The reply should consist of the full listing, written out exactly.

Start of GIVEN RECORDS

//! UDP Transport for DNS queries (RFC 1035 §4.2.1)
//!
//! Standard DNS transport. Messages are sent as-is (no framing).

use super::{DnsTransport, TransportResponse};
use async_trait::async_trait;
use relay_dns_domain::DomainError;
use std::net::SocketAddr;
use std::time::Duration;
use tokio::net::UdpSocket;
use tracing::{debug, warn};

/// Maximum UDP DNS response size with EDNS(0)
const MAX_UDP_RESPONSE_SIZE: usize = 4096;

/// DNS over UDP transport
pub struct UdpTransport {
    server_addr: SocketAddr,
}

impl UdpTransport {
    pub fn new(server_addr: SocketAddr) -> Self {
        Self { server_addr }
    }
}

#[async_trait]
impl DnsTransport for UdpTransport {
    async fn send(
        &self,
        message_bytes: &[u8],
        timeout: Duration,
    ) -> Result<TransportResponse, DomainError> {
        // Bind to ephemeral port (0 = OS assigns)
        let bind_addr: &str = if self.server_addr.is_ipv4() {
            "0.0.0.0:0"
        } else {
            "[::]:0"
        };

        let socket = UdpSocket::bind(bind_addr)
            .await
            .map_err(|e| DomainError::IoError(format!("Failed to bind UDP socket: {}", e)))?;

        let bytes_sent =
            tokio::time::timeout(timeout, socket.send_to(message_bytes, self.server_addr))
                .await
                .map_err(|_| DomainError::TransportTimeout {
                    server: self.server_addr.to_string(),
                })?
                .map_err(|e| {
                    DomainError::IoError(format!(
                        "Failed to send UDP query to {}: {}",
                        self.server_addr, e
                    ))
                })?;

        debug!(
            server = %self.server_addr,
            bytes_sent = bytes_sent,
            "UDP query sent"
        );

        let mut recv_buf = vec![0u8; MAX_UDP_RESPONSE_SIZE];

        let (bytes_received, from_addr) =
            tokio::time::timeout(timeout, socket.recv_from(&mut recv_buf))
                .await
                .map_err(|_| DomainError::QueryTimeout)?
                .map_err(|e| {
                    DomainError::IoError(format!(
                        "Failed to receive UDP response from {}: {}",
                        self.server_addr, e
                    ))
                })?;

        // Responses from an unexpected source are suspicious but not fatal
        if from_addr.ip() != self.server_addr.ip() {
            warn!(
                expected = %self.server_addr,
                received_from = %from_addr,
                "UDP response from unexpected source"
            );
        }

        recv_buf.truncate(bytes_received);

        debug!(
            server = %self.server_addr,
            bytes_received = bytes_received,
            "UDP response received"
        );

        Ok(TransportResponse {
            bytes: recv_buf,
            protocol_used: "UDP",
        })
    }

    fn protocol_name(&self) -> &'static str {
        "UDP"
    }
}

End of GIVEN RECORDS

RESPONSE »
//! UDP Transport for DNS queries (RFC 1035 §4.2.1)
//!
//! Standard DNS transport. Messages are sent as-is (no framing).

use super::{DnsTransport, TransportResponse};
use async_trait::async_trait;
use relay_dns_domain::DomainError;
use std::net::SocketAddr;
use std::time::Duration;
use tokio::net::UdpSocket;
use tracing::{debug, warn};

/// Maximum UDP DNS response size with EDNS(0)
const MAX_UDP_RESPONSE_SIZE: usize = 4096;

/// DNS over UDP transport
pub struct UdpTransport {
    server_addr: SocketAddr,
}

impl UdpTransport {
    pub fn new(server_addr: SocketAddr) -> Self {
        Self { server_addr }
    }
}

#[async_trait]
impl DnsTransport for UdpTransport {
    async fn send(
        &self,
        message_bytes: &[u8],
        timeout: Duration,
    ) -> Result<TransportResponse, DomainError> {
        // Bind to ephemeral port (0 = OS assigns)
        let bind_addr: &str = if self.server_addr.is_ipv4() {
            "0.0.0.0:0"
        } else {
            "[::]:0"
        };

        let socket = UdpSocket::bind(bind_addr)
            .await
            .map_err(|e| DomainError::IoError(format!("Failed to bind UDP socket: {}", e)))?;

        let bytes_sent =
            tokio::time::timeout(timeout, socket.send_to(message_bytes, self.server_addr))
                .await
                .map_err(|_| DomainError::TransportTimeout {
                    server: self.server_addr.to_string(),
                })?
                .map_err(|e| {
                    DomainError::IoError(format!(
                        "Failed to send UDP query to {}: {}",
                        self.server_addr, e
                    ))
                })?;

        debug!(
            server = %self.server_addr,
            bytes_sent = bytes_sent,
            "UDP query sent"
        );

        let mut recv_buf = vec![0u8; MAX_UDP_RESPONSE_SIZE];

        let (bytes_received, from_addr) =
            tokio::time::timeout(timeout, socket.recv_from(&mut recv_buf))
                .await
                .map_err(|_| DomainError::QueryTimeout)?
                .map_err(|e| {
                    DomainError::IoError(format!(
                        "Failed to receive UDP response from {}: {}",
                        self.server_addr, e
                    ))
                })?;

        // Responses from an unexpected source are suspicious but not fatal
        if from_addr.ip() != self.server_addr.ip() {
            warn!(
                expected = %self.server_addr,
                received_from = %from_addr,
                "UDP response from unexpected source"
            );
        }

        recv_buf.truncate(bytes_received);

        debug!(
            server = %self.server_addr,
            bytes_received = bytes_received,
            "UDP response received"
        );

        Ok(TransportResponse {
            bytes: recv_buf,
            protocol_used: "UDP",
        })
    }

    fn protocol_name(&self) -> &'static str {
        "UDP"
    }
}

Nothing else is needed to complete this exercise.